See the fact file below for more information on the Bermuda Triangle or alternatively, you can download our 26-page Bermuda Triangle worksheet pack to utilise within the classroom or home environment.
Key Facts & Information
Legend of the Bermuda Triangle
- Christopher Columbus, on his first voyage to the New World, reported erratic compass readings, which was later attributed to the sliver of the Bermuda Triangle that, at that time, was one of the few places on Earth where true north and magnetic north lined up.
- William Shakespeare’s play, The Tempest, written in 1610-1611, was believed by scholars to be based on a real-life Bermuda shipwreck.
- It was only in the 20th century that reports of unexplained disappearances in the area caught the attention of the public.

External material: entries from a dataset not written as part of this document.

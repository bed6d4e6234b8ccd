mod support;

use bytes::Bytes;
use sitecreator::application::tree::{
    PageTarget, SavePageCommand, TreeError, UploadCommand, UploadSource,
};
use sitecreator::domain::acl::AclDraft;
use sitecreator::domain::nodes::{AttachmentPayload, ContentNode};
use support::Harness;

fn command(name: &str, title: &str) -> SavePageCommand {
    SavePageCommand {
        name: name.to_string(),
        title: title.to_string(),
        content: "<p>body</p>".to_string(),
    }
}

#[tokio::test]
async fn initialize_site_creates_a_public_root_once() {
    let harness = Harness::new();

    let root = harness.tree.initialize_site().await.expect("init");
    assert!(root.meta.is_root());
    assert!(root.meta.acl_id.is_some());
    assert!(
        harness
            .tree
            .access()
            .can_read(&root.meta, None)
            .await
            .expect("read")
    );

    let again = harness.tree.initialize_site().await.expect("init again");
    assert_eq!(again.id(), root.id());
    assert_eq!(harness.repo.acl_count(), 1);
}

#[tokio::test]
async fn creating_a_page_requires_write_access() {
    let harness = Harness::new();
    let editor = harness.profile("e@example.com", false).await;
    let root = harness
        .root_with(AclDraft {
            user_write: vec![editor.id],
            global_read: true,
            ..AclDraft::default()
        })
        .await;

    let err = harness
        .tree
        .save_page(None, PageTarget::Create { parent: &root }, command("docs", "Docs"))
        .await
        .expect_err("anonymous cannot create");
    assert!(matches!(err, TreeError::Forbidden(_)));

    let page = harness
        .tree
        .save_page(
            Some(&editor),
            PageTarget::Create { parent: &root },
            command("docs", "Docs"),
        )
        .await
        .expect("editor creates");
    assert_eq!(page.meta.parent_id, Some(root.id()));
    assert!(page.meta.inherits_acl());
}

#[tokio::test]
async fn invalid_and_duplicate_names_are_rejected() {
    let harness = Harness::new();
    let admin = harness.profile("root@example.com", true).await;
    let root = harness.public_root().await;
    harness.page(&root, "docs", "Docs").await;

    let err = harness
        .tree
        .save_page(
            Some(&admin),
            PageTarget::Create { parent: &root },
            command("has space", "Bad"),
        )
        .await
        .expect_err("invalid name");
    assert!(matches!(err, TreeError::Validation(_)));

    let err = harness
        .tree
        .save_page(
            Some(&admin),
            PageTarget::Create { parent: &root },
            command("docs", "Again"),
        )
        .await
        .expect_err("duplicate name");
    match err {
        TreeError::Validation(message) => assert!(message.contains("already exists")),
        other => panic!("unexpected error: {other:?}"),
    }
}

#[tokio::test]
async fn updating_keeps_the_name_check_scoped_to_siblings() {
    let harness = Harness::new();
    let admin = harness.profile("root@example.com", true).await;
    let root = harness.public_root().await;
    let docs = harness.page(&root, "docs", "Docs").await;

    let updated = harness
        .tree
        .save_page(
            Some(&admin),
            PageTarget::Update { page: &docs },
            command("docs", "Documentation"),
        )
        .await
        .expect("same name is fine");
    assert_eq!(updated.title, "Documentation");
    assert_eq!(updated.id(), docs.id());
}

#[tokio::test]
async fn deleting_a_page_removes_the_whole_subtree() {
    let harness = Harness::new();
    let admin = harness.profile("root@example.com", true).await;
    let root = harness.public_root().await;
    let docs = harness
        .page_with_acl(&root, "docs", AclDraft::public_read())
        .await;
    let guide = harness.page(&docs, "guide", "Guide").await;
    let blob = harness.blob(b"pdf bytes").await;
    let file = harness
        .attach(&guide, "guide.pdf", AttachmentPayload::Blob(blob))
        .await;
    let acls_before = harness.repo.acl_count();

    let removed = harness
        .tree
        .delete_page(Some(&admin), &docs)
        .await
        .expect("delete");
    assert_eq!(removed, 2);

    assert!(harness.repo.node(docs.id()).is_none());
    assert!(harness.repo.node(guide.id()).is_none());
    assert!(harness.repo.node(file.id()).is_none());
    assert_eq!(harness.repo.blob_count(), 0);
    assert_eq!(harness.repo.acl_count(), acls_before - 1);
    assert!(harness.repo.node(root.id()).is_some());
}

#[tokio::test]
async fn failed_subtree_delete_still_flushes_the_cache() {
    let harness = Harness::new();
    let admin = harness.profile("root@example.com", true).await;
    let root = harness.public_root().await;
    let docs = harness.page(&root, "docs", "Docs").await;
    let guide = harness.page(&docs, "guide", "Guide").await;

    harness
        .resolver
        .resolve("docs/guide/")
        .await
        .expect("resolve")
        .expect("guide");
    assert!(!harness.cache.is_empty());
    let flushes_before = harness.cache.stats().flushes;

    // guide goes first, then docs fails.
    harness.repo.fail_after("delete_node", 1);
    let err = harness
        .tree
        .delete_page(Some(&admin), &docs)
        .await
        .expect_err("delete fails part way");
    assert!(matches!(err, TreeError::Repo(_)));

    assert!(harness.repo.node(guide.id()).is_none());
    assert!(harness.repo.node(docs.id()).is_some());
    assert_eq!(harness.cache.stats().flushes, flushes_before + 1);
    assert!(harness.cache.is_empty());
    assert!(
        harness
            .resolver
            .resolve("docs/guide/")
            .await
            .expect("resolve")
            .is_none()
    );
}

#[tokio::test]
async fn failed_attachment_update_discards_the_new_blob() {
    let harness = Harness::new();
    let admin = harness.profile("root@example.com", true).await;
    let root = harness.public_root().await;
    let old = harness.blob(b"one").await;
    let file = harness
        .attach(&root, "notes.txt", AttachmentPayload::Blob(old))
        .await;
    let blobs_before = harness.repo.blob_count();

    harness.repo.fail_after("update_attachment", 0);
    let err = harness
        .tree
        .upload_attachment(
            Some(&admin),
            &root,
            UploadCommand {
                source: UploadSource::File {
                    file_name: "notes.txt".to_string(),
                    data: Bytes::from_static(b"two"),
                },
                hidden: false,
            },
        )
        .await
        .expect_err("update fails");
    assert!(matches!(err, TreeError::Repo(_)));

    assert_eq!(harness.repo.blob_count(), blobs_before);
    let kept = harness.repo.node(file.id()).expect("attachment kept");
    let ContentNode::Attachment(kept) = kept else {
        panic!("expected an attachment");
    };
    assert_eq!(kept.blob_id(), Some(old));
}

#[tokio::test]
async fn failed_attachment_create_discards_the_new_blob() {
    let harness = Harness::new();
    let admin = harness.profile("root@example.com", true).await;
    let root = harness.public_root().await;

    harness.repo.fail_after("create_attachment", 0);
    harness
        .tree
        .upload_attachment(
            Some(&admin),
            &root,
            UploadCommand {
                source: UploadSource::File {
                    file_name: "notes.txt".to_string(),
                    data: Bytes::from_static(b"one"),
                },
                hidden: false,
            },
        )
        .await
        .expect_err("create fails");
    assert_eq!(harness.repo.blob_count(), 0);
}

#[tokio::test]
async fn uploads_replace_same_named_attachments() {
    let harness = Harness::new();
    let admin = harness.profile("root@example.com", true).await;
    let root = harness.public_root().await;

    let first = harness
        .tree
        .upload_attachment(
            Some(&admin),
            &root,
            UploadCommand {
                source: UploadSource::File {
                    file_name: "C:\\Users\\me\\notes.txt".to_string(),
                    data: Bytes::from_static(b"one"),
                },
                hidden: false,
            },
        )
        .await
        .expect("upload");
    assert_eq!(first.name(), "notes.txt");
    assert!(first.blob_id().is_some());

    let second = harness
        .tree
        .upload_attachment(
            Some(&admin),
            &root,
            UploadCommand {
                source: UploadSource::Link {
                    url: "https://example.com/files/notes.txt".to_string(),
                },
                hidden: true,
            },
        )
        .await
        .expect("replace with link");
    assert_eq!(second.id(), first.id());
    assert_eq!(second.link(), Some("https://example.com/files/notes.txt"));
    assert!(second.hidden);
    assert_eq!(harness.repo.blob_count(), 0);
}

#[tokio::test]
async fn invalid_links_are_rejected() {
    let harness = Harness::new();
    let admin = harness.profile("root@example.com", true).await;
    let root = harness.public_root().await;

    let err = harness
        .tree
        .upload_attachment(
            Some(&admin),
            &root,
            UploadCommand {
                source: UploadSource::Link {
                    url: "not a url".to_string(),
                },
                hidden: false,
            },
        )
        .await
        .expect_err("invalid link");
    assert!(matches!(err, TreeError::Validation(_)));
}

#[tokio::test]
async fn breadcrumbs_list_ancestors_root_first() {
    let harness = Harness::new();
    let root = harness.public_root().await;
    let docs = harness.page(&root, "docs", "Docs").await;
    let guide = harness.page(&docs, "guide", "Guide").await;

    let crumbs = harness.tree.breadcrumbs(&guide).await.expect("crumbs");
    let paths: Vec<&str> = crumbs.iter().map(|crumb| crumb.path.as_str()).collect();
    assert_eq!(paths, vec!["/", "/docs/"]);
    assert_eq!(crumbs[1].name, "docs");
}

#[tokio::test]
async fn tree_data_and_sitemap_skip_unreadable_pages() {
    let harness = Harness::new();
    let root = harness.public_root().await;
    let docs = harness.page(&root, "docs", "Docs").await;
    harness.page(&docs, "guide", "Guide").await;
    harness
        .page_with_acl(&root, "secret", AclDraft::default())
        .await;

    let tree = harness.tree.tree_data(None).await.expect("tree data");
    assert_eq!(tree.identifier, "id");
    assert_eq!(tree.items.len(), 1);
    let root_node = &tree.items[0];
    assert_eq!(root_node.path, "");
    assert_eq!(root_node.children.len(), 1);
    assert_eq!(root_node.children[0].path, "docs/");
    assert_eq!(root_node.children[0].children[0].path, "docs/guide/");

    let sitemap = harness.tree.sitemap(None).await.expect("sitemap");
    let paths: Vec<(&str, usize)> = sitemap
        .iter()
        .map(|entry| (entry.path.as_str(), entry.depth))
        .collect();
    assert_eq!(paths, vec![("", 0), ("docs/", 1), ("docs/guide/", 2)]);
}

#[tokio::test]
async fn recently_modified_lists_newest_first() {
    let harness = Harness::new();
    let admin = harness.profile("root@example.com", true).await;
    let root = harness.public_root().await;
    let older = harness.page(&root, "older", "Older").await;
    harness.page(&root, "newer", "Newer").await;

    harness
        .tree
        .save_page(
            Some(&admin),
            PageTarget::Update { page: &older },
            command("older", "Touched"),
        )
        .await
        .expect("touch");

    let recent = harness.tree.recently_modified().await.expect("recent");
    assert_eq!(recent[0].title, "Touched");
}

- One example a 20th-century infamous disappearance is the USS Cyclops incident in March 1918. It is deemed to be the single largest loss of life in the history of the U.S. Navy not related to combat.
- The Cyclops was a 542-foot long Navy cargo ship with over 300 men and 10,000 tons of manganese ore onboard. The ship sank somewhere between Barbados and the Chesapeake Bay. It never sent out an SOS distress call despite being equipped to do so, and no wreckage was discovered even after an extensive search.
- U.S. President Woodrow Wilson later said, “Only God and the sea know what happened to the great ship.”
- In 1941, during World War II, two of Cyclops’ sister ships 一 Proteus and Nereus 一 similarly vanished without a trace in the North Atlantic both also carrying metallic ore just like the Cyclops.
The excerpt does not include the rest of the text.